Please retype the records that appear below, exactly and in full.
____ RECORD SET
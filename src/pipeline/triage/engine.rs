use std::sync::Arc;

use serde_json::Value;

use super::normalize::{fallback_differential, interpret_payload, normalize_confidences, to_items};
use super::prompt::build_triage_prompt;
use super::severity::assess_severity;
use crate::config::DEFAULT_MAX_TOKENS;
use crate::models::{ParsedInput, TriageResult};
use crate::pipeline::model::{generate_structured, LlmClient};
use crate::pipeline::safety::detect_red_flags;

/// Builds a triage result from parsed input using the configured model.
///
/// Holds no per-call state, so one engine can serve concurrent callers.
pub struct TriageEngine {
    client: Arc<dyn LlmClient>,
    max_tokens: u32,
}

impl TriageEngine {
    pub fn new(client: Arc<dyn LlmClient>) -> Self {
        Self {
            client,
            max_tokens: DEFAULT_MAX_TOKENS,
        }
    }

    /// Triage one input. Never fails: model trouble degrades to a canned
    /// differential and is recorded in `TriageResult::fallback`.
    pub fn triage(&self, parsed: &ParsedInput) -> TriageResult {
        let prompt = build_triage_prompt(parsed);
        let payload = generate_structured(self.client.as_ref(), &prompt, self.max_tokens).into_payload();

        let mut fallback = fallback_marker(&payload);
        let mut differential = to_items(&interpret_payload(&payload));
        if differential.is_empty() {
            tracing::warn!("Model returned no usable differential, using fallback list");
            fallback.get_or_insert_with(|| "empty differential".to_string());
            differential = fallback_differential();
        }
        normalize_confidences(&mut differential);

        let red_flags = detect_red_flags(parsed);
        let severity = assess_severity(&red_flags, &differential);
        tracing::debug!(
            %severity,
            red_flags = red_flags.len(),
            conditions = differential.len(),
            "Triage complete"
        );

        TriageResult {
            differential,
            severity,
            red_flags,
            fallback,
        }
    }
}

/// The `note` or `error` marker of a mock payload.
fn fallback_marker(payload: &Value) -> Option<String> {
    if payload.get("mock").and_then(Value::as_bool) != Some(true) {
        return None;
    }
    ["note", "error"]
        .iter()
        .find_map(|key| payload.get(*key).and_then(Value::as_str))
        .map(str::to_string)
}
________
■ TASK SOLUTION:
filename src/pipeline/triage/engine.rs
use std::sync::Arc;

use serde_json::Value;

use super::normalize::{fallback_differential, interpret_payload, normalize_confidences, to_items};
use super::prompt::build_triage_prompt;
use super::severity::assess_severity;
use crate::config::DEFAULT_MAX_TOKENS;
use crate::models::{ParsedInput, TriageResult};
use crate::pipeline::model::{generate_structured, LlmClient};
use crate::pipeline::safety::detect_red_flags;

/// Builds a triage result from parsed input using the configured model.
///
/// Holds no per-call state, so one engine can serve concurrent callers.
pub struct TriageEngine {
    client: Arc<dyn LlmClient>,
    max_tokens: u32,
}

impl TriageEngine {
    pub fn new(client: Arc<dyn LlmClient>) -> Self {
        Self {
            client,
            max_tokens: DEFAULT_MAX_TOKENS,
        }
    }

    /// Triage one input. Never fails: model trouble degrades to a canned
    /// differential and is recorded in `TriageResult::fallback`.
    pub fn triage(&self, parsed: &ParsedInput) -> TriageResult {
        let prompt = build_triage_prompt(parsed);
        let payload = generate_structured(self.client.as_ref(), &prompt, self.max_tokens).into_payload();

        let mut fallback = fallback_marker(&payload);
        let mut differential = to_items(&interpret_payload(&payload));
        if differential.is_empty() {
            tracing::warn!("Model returned no usable differential, using fallback list");
            fallback.get_or_insert_with(|| "empty differential".to_string());
            differential = fallback_differential();
        }
        normalize_confidences(&mut differential);

        let red_flags = detect_red_flags(parsed);
        let severity = assess_severity(&red_flags, &differential);
        tracing::debug!(
            %severity,
            red_flags = red_flags.len(),
            conditions = differential.len(),
            "Triage complete"
        );

        TriageResult {
            differential,
            severity,
            red_flags,
            fallback,
        }
    }
}

/// The `note` or `error` marker of a mock payload.
fn fallback_marker(payload: &Value) -> Option<String> {
    if payload.get("mock").and_then(Value::as_bool) != Some(true) {
        return None;
    }
    ["note", "error"]
        .iter()
        .find_map(|key| payload.get(*key).and_then(Value::as_str))
        .map(str::to_string)
}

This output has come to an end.